Чоглокова мельком взглянула на мужа, и в этом взгляде ясно можно было видеть, что желание великого князя будет исполнено. После этого она ответила:
— Молодой англичанин, сэр Чарлз Смит, прекрасно говорящий, между прочим, по-французски, так что, даже не зная варварского языка этих островитян, с ним можно легко объясняться. Его рекомендовал мне Репнин, и этот рисунок он набросал мне в несколько минут. Он был бы счастлив, если бы ему разрешили попытаться перенести на полотно черты лица великой княгини.
Екатерина Алексеевна на секунду испытующе взглянула на Чоглокову, думая найти в её взоре какой-нибудь знак, и затем произнесла:
— Я с удовольствием готова предоставить ему эту возможность и надеюсь, — добавила она улыбаясь, — что мой супруг не будет так невежлив, как Константин Васильевич.

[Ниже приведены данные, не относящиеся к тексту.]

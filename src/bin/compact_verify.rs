use std::path::PathBuf;
use std::process;

use clap::Parser;
use rocks_bench::{logging, store, workload, CompactionStyle, Store, StoreOptions, WriteOptions};

#[derive(Parser)]
#[command(
    about = "Bulk-load sequential pairs, compact, then verify every pair and report level file counts"
)]
struct Args {
    /// Directory holding the database files
    db_path: PathBuf,
    /// Number of key-value pairs to write and verify
    #[arg(long, default_value_t = 1000)]
    pairs: u64,
}

fn main() {
    let args = Args::parse();
    if let Err(reason) = logging::init() {
        eprintln!("cannot initialize logging: {}", reason);
        process::exit(1);
    }
    if let Err(reason) = run(&args) {
        log::error!("{:#}", reason);
        process::exit(1);
    }
}

fn run(args: &Args) -> anyhow::Result<()> {
    let mut options = StoreOptions::default();
    options.create_if_missing = true;
    options.enable_statistics = true;
    options.compaction_style = CompactionStyle::Level;
    // Small write buffer and low level-0 trigger so the load spills tables
    // and the manual compaction has real work to do.
    options.write_buffer_size = 64 * 1024;
    options.max_write_buffer_number = 3;
    options.level0_file_num_compaction_trigger = 2;
    let store = Store::open(&args.db_path, options)?;

    log::info!("writing {} key-value pairs", args.pairs);
    for i in 0..args.pairs {
        store.put(
            WriteOptions::default(),
            workload::verify_key(i),
            workload::verify_value(i),
        )?;
    }
    log::info!("inserted {} key-value pairs", args.pairs);

    store.compact_all(false);
    log::info!("manual compaction completed");

    log::info!("verifying data");
    let mut mismatched = 0u64;
    for i in 0..args.pairs {
        let key = workload::verify_key(i);
        let expected = workload::verify_value(i);
        match store.get(&key)? {
            Some(found) if found == expected.as_bytes() => {}
            Some(found) => {
                mismatched += 1;
                log::error!(
                    "mismatch: key={} expected={} actual={}",
                    key,
                    expected,
                    String::from_utf8_lossy(&found)
                );
            }
            None => {
                mismatched += 1;
                log::error!("missing key after compaction: {}", key);
            }
        }
    }

    for level in 0..store::NUM_LEVELS {
        if let Some(count) = store.files_at_level(level)? {
            log::info!("files in level {}: {}", level, count);
        }
    }

    if let Some(stats) = store.statistics() {
        println!("engine statistics:\n{}", stats);
    }

    if mismatched > 0 {
        anyhow::bail!("{} of {} pairs failed verification", mismatched, args.pairs);
    }
    log::info!("all {} pairs verified", args.pairs);
    Ok(())
}
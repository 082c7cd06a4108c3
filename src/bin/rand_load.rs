use std::collections::HashMap;
use std::path::PathBuf;
use std::process;
use std::time::Duration;

use clap::Parser;
use rocks_bench::perf::{self, PerfLog, Stopwatch};
use rocks_bench::signal::Interrupt;
use rocks_bench::utils::common::now_secs;
use rocks_bench::{logging, workload, CompactionStyle, Store, StoreOptions, WriteOptions};

const PERF_COLUMNS: &[&str] = &[
    "Timestamp",
    "Iteration",
    "InsertTime(ms)",
    "DeleteTime(ms)",
    "CompactionTime(ms)",
    "ReadTime(ms)",
    "Throughput(ops/s)",
];

#[derive(Parser)]
#[command(
    about = "Endless random-key load loop with read-back verification against an in-process \
             mirror; the mirror keeps every surviving pair, so the verify phase grows with runtime"
)]
struct Args {
    /// Directory holding the database files
    db_path: PathBuf,
    /// Pairs inserted per iteration
    #[arg(long, default_value_t = 100_000)]
    inserts: u64,
    /// Random keys deleted per iteration
    #[arg(long, default_value_t = 50_000)]
    deletes: u64,
    /// Length of generated keys
    #[arg(long, default_value_t = 16)]
    key_len: usize,
    /// Length of generated values
    #[arg(long, default_value_t = 64)]
    value_len: usize,
    /// Seconds to pause between iterations
    #[arg(long, default_value_t = 5)]
    pause_secs: u64,
    /// CSV file receiving one row per iteration
    #[arg(long, default_value = "rocks_perf.csv")]
    perf_log: PathBuf,
    /// Compaction style: level, universal or fifo
    #[arg(long, default_value = "level")]
    compaction_style: CompactionStyle,
    /// Memtable size in bytes, engine default when absent
    #[arg(long)]
    write_buffer_size: Option<usize>,
    /// Level-0 file count that triggers compaction, engine default when absent
    #[arg(long)]
    level0_trigger: Option<i32>,
}

fn main() {
    let args = Args::parse();
    if let Err(reason) = logging::init() {
        eprintln!("cannot initialize logging: {}", reason);
        process::exit(1);
    }
    if let Err(reason) = run(&args) {
        log::error!("{:#}", reason);
        process::exit(1);
    }
}

fn run(args: &Args) -> anyhow::Result<()> {
    let mut options = StoreOptions::default();
    options.create_if_missing = true;
    options.enable_statistics = true;
    options.compaction_style = args.compaction_style;
    if let Some(size) = args.write_buffer_size {
        options.write_buffer_size = size;
    }
    if let Some(trigger) = args.level0_trigger {
        options.level0_file_num_compaction_trigger = trigger;
    }
    let store = Store::open(&args.db_path, options)?;

    let interrupt = Interrupt::install()?;
    let mut perf_log = PerfLog::create(&args.perf_log, PERF_COLUMNS)?;
    log::info!("logging per-iteration timings to {}", perf_log.path().display());

    let mut rng = rand::thread_rng();
    let mut mirror: HashMap<String, String> = HashMap::new();
    let mut iteration = 0u64;

    while !interrupt.is_raised() {
        iteration += 1;
        log::info!("iteration {}: starting load", iteration);

        let total = Stopwatch::start();

        let insert = Stopwatch::start();
        for _ in 0..args.inserts {
            let key = workload::random_string(&mut rng, args.key_len);
            let value = workload::random_string(&mut rng, args.value_len);
            store.put(WriteOptions::default(), &key, &value)?;
            mirror.insert(key, value);
        }
        let insert_ms = insert.elapsed_ms();

        // Fresh random keys, so most deletes land on keys that never existed.
        let delete = Stopwatch::start();
        for _ in 0..args.deletes {
            let key = workload::random_string(&mut rng, args.key_len);
            store.delete(WriteOptions::default(), &key)?;
            mirror.remove(&key);
        }
        let delete_ms = delete.elapsed_ms();

        let compaction = Stopwatch::start();
        store.compact_all(true);
        let compaction_ms = compaction.elapsed_ms();
        let load_elapsed = total.elapsed();

        let read = Stopwatch::start();
        let mut mismatched = 0u64;
        for (key, expected) in &mirror {
            match store.get(key)? {
                Some(found) if found == expected.as_bytes() => {}
                Some(found) => {
                    mismatched += 1;
                    log::error!(
                        "mismatch: key={} expected={} actual={}",
                        key,
                        expected,
                        String::from_utf8_lossy(&found)
                    );
                }
                None => {
                    mismatched += 1;
                    log::error!("missing key: {}", key);
                }
            }
        }
        let read_ms = read.elapsed_ms();

        let rate = perf::throughput(args.inserts + args.deletes, load_elapsed);

        perf_log.append(&[
            now_secs().to_string(),
            iteration.to_string(),
            insert_ms.to_string(),
            delete_ms.to_string(),
            compaction_ms.to_string(),
            read_ms.to_string(),
            format!("{:.2}", rate),
        ])?;
        log::info!(
            "iteration {}: insert={}ms delete={}ms compaction={}ms read={}ms \
             throughput={:.2} ops/s reads_ok={}",
            iteration,
            insert_ms,
            delete_ms,
            compaction_ms,
            read_ms,
            rate,
            if mismatched == 0 { "yes" } else { "no" }
        );

        interrupt.sleep(Duration::from_secs(args.pause_secs));
    }

    if let Some(stats) = store.statistics() {
        println!("engine statistics:\n{}", stats);
    }
    log::info!("load stopped, database directory {}", store.path().display());
    Ok(())
}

— Конечно, нет, — воскликнул великий князь, также сверкнув глазами, — я буду постоянно находить свою жену прекрасной, как весь свет, — прибавил он резким тоном, от которого Екатерина Алексеевна удивлённо вскинула на него взгляд, между тем как Ядвига Бирон, с чуть заметной улыбкой, ещё ниже склонилась над тарелкой. — Пусть он сейчас же покажет нам своё искусство! — воскликнул великий князь. — Пригласите вашего протеже, он нарисует портрет великой княгини, а мы все будем судьями!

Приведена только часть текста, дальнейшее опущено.